This evaluation framework is then used to characterize the types of mistakes LMMs make in the open-world setting — over-generic predictions, under-specific predictions, and hallucinations — and to study how classification difficulty scales with category granularity, from prototypical categories to very fine-grained ones.
03 The approach / 法
Beyond establishing the evaluation protocol, we systematically study two strategies for improving LMM open-world performance: tailored prompting and chain-of-thought reasoning. Tailored prompting modifies the input prompt to encourage the model to produce specific rather than generic labels. Chain-of-thought reasoning prompts the model to decompose the visual content into attributes before committing to a label, guiding it toward finer-grained predictions.

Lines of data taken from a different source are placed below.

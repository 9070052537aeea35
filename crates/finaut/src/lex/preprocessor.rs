use std::{fmt, ops::Deref};

use super::{
    Token,
    lexer::{Lexer, LexerBuilder},
    tokenizer::Scanner,
};
use crate::{
    automaton::{FiniteAutomaton, delegate_automaton},
    builder::BuildError,
    prelude::*,
    re::{ParseError, RegularExpression},
};

/// Identifier of the token produced by [`Quotation`]
pub const QUOTATION: &str = "string";

/// A rewrite applied to every token tagged with a given identifier
///
/// A process may pull further tokens from the scanner.  Returning `None`
/// rejects the token and whatever it consumed.
pub trait Process: fmt::Debug {
    /// Rewrite `token`, reading ahead through `scanner` as needed
    fn apply(&self, token: Token, scanner: &mut PreprocessorScanner<'_>) -> Option<Token>;
}

/// Merge everything up to the next token with the same identifier into one
/// [`QUOTATION`] token
#[derive(Debug, Clone, Copy, Default)]
pub struct Quotation;

impl Process for Quotation {
    fn apply(&self, token: Token, scanner: &mut PreprocessorScanner<'_>) -> Option<Token> {
        let mut text = String::new();

        while let Some(next) = scanner.next_token() {
            if next.identifier == token.identifier {
                return Some(Token {
                    text,
                    state: token.state,
                    identifier: Some(QUOTATION.into()),
                });
            }

            text.push_str(&scanner.apply(next)?.text);
        }

        None
    }
}

/// Drop the escape character leading a keyword
#[derive(Debug, Clone, Copy, Default)]
pub struct Keyword;

impl Process for Keyword {
    fn apply(&self, token: Token, _: &mut PreprocessorScanner<'_>) -> Option<Token> {
        let mut chars = token.text.chars();
        chars.next();

        Some(Token {
            text: chars.as_str().into(),
            ..token
        })
    }
}

/// Attach a sign to the token that follows it, if the sign itself follows a
/// separator
#[derive(Debug, Clone, Copy, Default)]
pub struct Number;

impl Process for Number {
    fn apply(&self, token: Token, scanner: &mut PreprocessorScanner<'_>) -> Option<Token> {
        let after_separator = scanner
            .last_token()
            .is_some_and(|t| scanner.is_separator(t));

        if after_separator && scanner.has_next() {
            let mut next = scanner.process_token()?;
            next.text.insert_str(0, &token.text);
            Some(next)
        } else {
            Some(token)
        }
    }
}

/// A [`Lexer`] that rewrites its tokens through registered [`Process`]es
#[derive(Debug)]
pub struct Preprocessor {
    lexer: Lexer,
    processes: BTreeMap<String, Box<dyn Process>>,
    separators: BTreeSet<(String, String)>,
}

delegate_automaton!(Preprocessor => lexer);

impl Deref for Preprocessor {
    type Target = Lexer;

    #[inline]
    fn deref(&self) -> &Lexer { &self.lexer }
}

impl Preprocessor {
    /// Lazily split `input` into tokens, running processes on demand
    #[inline]
    #[must_use]
    pub fn scan<'a>(&'a self, input: &'a str) -> PreprocessorScanner<'a> {
        PreprocessorScanner {
            pre: self,
            scanner: self.lexer.scan(input),
            last_token: None,
        }
    }

    /// The process registered for `identifier`
    #[inline]
    #[must_use]
    pub fn process(&self, identifier: &str) -> Option<&dyn Process> {
        self.processes.get(identifier).map(AsRef::as_ref)
    }
}

/// Collects the expressions, processes and separators of a [`Preprocessor`]
#[derive(Debug, Default)]
pub struct PreprocessorBuilder {
    lexer: LexerBuilder,
    processes: BTreeMap<String, Box<dyn Process>>,
    separators: BTreeSet<(String, String)>,
}

impl PreprocessorBuilder {
    /// An empty builder
    #[inline]
    #[must_use]
    pub fn new() -> Self { Self::default() }

    /// See [`LexerBuilder::add_expression`]
    ///
    /// # Errors
    /// Returns [`BuildError::CapacityExceeded`] if minimization runs out of
    /// state ids.
    #[inline]
    pub fn add_expression<A: FiniteAutomaton + ?Sized>(
        &mut self,
        expr: &A,
        identifier: impl Into<String>,
    ) -> Result<(), BuildError> {
        self.lexer.add_expression(expr, identifier)
    }

    /// Run `process` on tokens tagged `identifier`, returning the process it
    /// replaces
    pub fn add_process(
        &mut self,
        identifier: impl Into<String>,
        process: impl Process + 'static,
    ) -> Option<Box<dyn Process>> {
        self.processes.insert(identifier.into(), Box::new(process))
    }

    /// Declare tokens with this text and identifier as separators, after
    /// which [`Number`] attaches a sign to the following token
    pub fn add_number_separator(&mut self, text: impl Into<String>, identifier: impl Into<String>) {
        self.separators.insert((text.into(), identifier.into()));
    }

    /// # Errors
    /// See [`LexerBuilder::build`].
    pub fn build(self) -> Result<Preprocessor, BuildError> {
        Ok(Preprocessor {
            lexer: self.lexer.build()?,
            processes: self.processes,
            separators: self.separators,
        })
    }

    /// A double quote
    ///
    /// # Errors
    /// Never fails in practice.
    pub fn quotation_mark() -> Result<RegularExpression, ParseError> {
        RegularExpression::literal('"').map_err(Into::into)
    }

    /// An escaped double quote
    ///
    /// # Errors
    /// Never fails in practice.
    pub fn keywords() -> Result<RegularExpression, ParseError> {
        RegularExpression::parse(r#"\\""#)
    }

    /// Decimal integers without leading zeros
    ///
    /// # Errors
    /// Never fails in practice.
    pub fn integer() -> Result<RegularExpression, ParseError> {
        RegularExpression::parse("(1+2+3+4+5+6+7+8+9)(0+1+2+3+4+5+6+7+8+9)*+0")
    }

    /// Decimals with a fraction, an exponent or both
    ///
    /// # Errors
    /// Never fails in practice.
    pub fn float() -> Result<RegularExpression, ParseError> {
        let integer = Self::integer()?;
        let digits = RegularExpression::parse("(0+1+2+3+4+5+6+7+8+9)(0+1+2+3+4+5+6+7+8+9)*")?;
        let point = RegularExpression::literal('.')?;
        let number = RegularExpression::concatenation([&integer, &point, &digits])?;

        let e = RegularExpression::parse("e+E")?;
        let exponent = RegularExpression::concatenation([&e, &integer])?;
        let optional = RegularExpression::union([&exponent, &RegularExpression::parse("")?])?;

        let scientific = RegularExpression::concatenation([&integer, &exponent])?;
        let decimal = RegularExpression::concatenation([&number, &optional])?;
        RegularExpression::union([&scientific, &decimal]).map_err(Into::into)
    }
}

/// Pulls processed tokens out of one input
#[derive(Debug)]
pub struct PreprocessorScanner<'a> {
    pre: &'a Preprocessor,
    scanner: Scanner<'a>,
    last_token: Option<Token>,
}

impl PreprocessorScanner<'_> {
    /// Check whether input remains
    #[inline]
    pub fn has_next(&mut self) -> bool { self.scanner.has_next() }

    /// The next token of the underlying [`Lexer`], unprocessed
    #[inline]
    pub fn next_token(&mut self) -> Option<Token> { self.scanner.next_token() }

    /// The result of the previous [`process_token`](Self::process_token)
    #[inline]
    #[must_use]
    pub fn last_token(&self) -> Option<&Token> { self.last_token.as_ref() }

    /// Check whether `token` matches a registered number separator
    #[must_use]
    pub fn is_separator(&self, token: &Token) -> bool {
        token.identifier.as_ref().is_some_and(|id| {
            self.pre
                .separators
                .iter()
                .any(|(text, sep)| *text == token.text && sep == id)
        })
    }

    /// Run the process registered for the token's identifier, if any
    pub fn apply(&mut self, token: Token) -> Option<Token> {
        let pre = self.pre;
        match token.identifier().and_then(|id| pre.process(id)) {
            Some(process) => process.apply(token, self),
            None => Some(token),
        }
    }

    /// Skip tokens without an identifier, then process the first one with
    /// an identifier
    ///
    /// Returns `None` if the input runs out first or the process rejects the
    /// token.
    pub fn process_token(&mut self) -> Option<Token> {
        let mut token = self.scanner.next_token();
        while token.as_ref().is_some_and(|t| t.identifier.is_none()) && self.scanner.has_next() {
            token = self.scanner.next_token();
        }

        let processed = token
            .filter(|t| t.identifier.is_some())
            .and_then(|t| self.apply(t));
        trace!(?processed, "Processed token");

        self.last_token.clone_from(&processed);
        processed
    }
}

#[cfg(test)]
mod test {
    use super::{Keyword, Number, Preprocessor, PreprocessorBuilder, Quotation};
    use crate::{FiniteAutomaton, RegularExpression, lex::Token, symbols};

    fn preprocessor() -> Preprocessor {
        let mut b = PreprocessorBuilder::new();
        let exprs = [
            (RegularExpression::parse("test").unwrap(), "stuff"),
            (RegularExpression::parse("-").unwrap(), "-"),
            (RegularExpression::parse(r"\*").unwrap(), "*"),
            (PreprocessorBuilder::quotation_mark().unwrap(), "\""),
            (PreprocessorBuilder::keywords().unwrap(), "keyword"),
            (PreprocessorBuilder::integer().unwrap(), "integer"),
            (PreprocessorBuilder::float().unwrap(), "float"),
        ];
        for (re, id) in &exprs {
            b.add_expression(re, *id).unwrap();
        }

        b.add_number_separator("*", "*");
        b.add_number_separator("-", "-");
        b.add_process("\"", Quotation);
        b.add_process("keyword", Keyword);
        b.add_process("-", Number);
        b.build().unwrap()
    }

    fn pair(token: Option<Token>) -> Option<(String, String)> {
        token.map(|t| (t.text, t.identifier.unwrap()))
    }

    fn expect(pre: &Preprocessor, input: &str, tokens: &[(&str, &str)]) {
        let mut scanner = pre.scan(input);
        for &(text, id) in tokens {
            assert_eq!(
                pair(scanner.process_token()),
                Some((text.into(), id.into())),
                "{input:?}"
            );
        }
        assert_eq!(scanner.process_token(), None, "{input:?}");
    }

    #[test]
    fn plain_tokens() {
        let pre = preprocessor();
        expect(&pre, "testtest", &[("test", "stuff"), ("test", "stuff")]);
        expect(&pre, "xxxtest", &[("test", "stuff")]);
        expect(&pre, "x", &[]);
        expect(&pre, "", &[]);
    }

    #[test]
    fn quotation() {
        let pre = preprocessor();
        expect(&pre, "\"xxtestxx\"", &[("xxtestxx", "string")]);
        expect(&pre, "\"xxtestxx\"test", &[("xxtestxx", "string"), ("test", "stuff")]);
        expect(&pre, "\"test", &[]);
        expect(&pre, "\"", &[]);
    }

    #[test]
    fn keyword() {
        let pre = preprocessor();
        expect(&pre, "\\\"test", &[("\"", "keyword"), ("test", "stuff")]);
    }

    #[test]
    fn signs() {
        let pre = preprocessor();
        expect(&pre, "12345-", &[("12345", "integer"), ("-", "-")]);
        expect(&pre, "--", &[("-", "-"), ("-", "-")]);
        expect(&pre, "12345-12345", &[("12345", "integer"), ("-", "-"), ("12345", "integer")]);
        expect(&pre, "-12345", &[("-", "-"), ("12345", "integer")]);
        expect(&pre, "--12345", &[("-", "-"), ("-12345", "integer")]);
        expect(&pre, "12345*-12345", &[("12345", "integer"), ("*", "*"), ("-12345", "integer")]);
        expect(&pre, "12345", &[("12345", "integer")]);
    }

    #[test]
    fn apply() {
        let pre = preprocessor();
        let mut scanner = pre.scan("");

        let unknown = Token {
            text: "stuff".into(),
            state: 0,
            identifier: Some("test".into()),
        };
        assert_eq!(scanner.apply(unknown.clone()), Some(unknown));

        let escaped = Token {
            text: "\\\"".into(),
            state: 0,
            identifier: Some("keyword".into()),
        };
        assert_eq!(pair(scanner.apply(escaped)), Some(("\"".into(), "keyword".into())));
    }

    #[test]
    fn builtin_expressions() {
        let accepts = |re: &RegularExpression, w: &str| re.run(symbols(w)).unwrap();

        assert!(accepts(&PreprocessorBuilder::quotation_mark().unwrap(), "\""));
        assert!(accepts(&PreprocessorBuilder::keywords().unwrap(), "\\\""));

        let integer = PreprocessorBuilder::integer().unwrap();
        for w in ["0", "1000", "1234456789"] {
            assert!(accepts(&integer, w), "{w:?}");
        }
        assert!(!accepts(&integer, "01"));

        let float = PreprocessorBuilder::float().unwrap();
        for w in ["1000.54321", "1000.543210", "100e10", "100E10"] {
            assert!(accepts(&float, w), "{w:?}");
        }
        assert!(!accepts(&float, "1000"));

        let pre = preprocessor();
        for w in ["\\\"", "0", "1000", "1000.54321", "100E10"] {
            assert_eq!(pre.run_str(w), Ok(true), "{w:?}");
        }
    }
}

Both strategies are evaluated across the full benchmark suite to quantify their impact on the identified failure modes.
04 Results / 験
Datasets
We evaluate across 10 benchmarks spanning a wide spectrum of classification difficulty: prototypical categories (Caltech-101 [2], SUN397 [3]), non-prototypical categories (DTD [4], UCF101 [5], EuroSAT [6]), fine-grained categories (Flowers-102 [7], Food-101 [8], Oxford Pets [9]), and very fine-grained categories (Stanford Cars [10], FGVC-Aircraft [11]).
Quantitative results
We evaluate 13 LMMs of varying sizes and architectures. Across all models, open-world performance degrades substantially as category granularity increases — models perform well on prototypical classes but deteriorate sharply on fine-grained and very fine-grained benchmarks, a pattern not visible in closed-world evaluations. Error analysis reveals that the dominant failure mode is over-generic prediction: models frequently produce a correct hypernym of the true category rather than the specific label, which exact-match accuracy treats as a complete failure but semantic metrics correctly credit as partial. Tailored prompting and chain-of-thought reasoning both improve fine-grained accuracy, though a significant gap remains relative to closed-world CLIP [1]-based methods.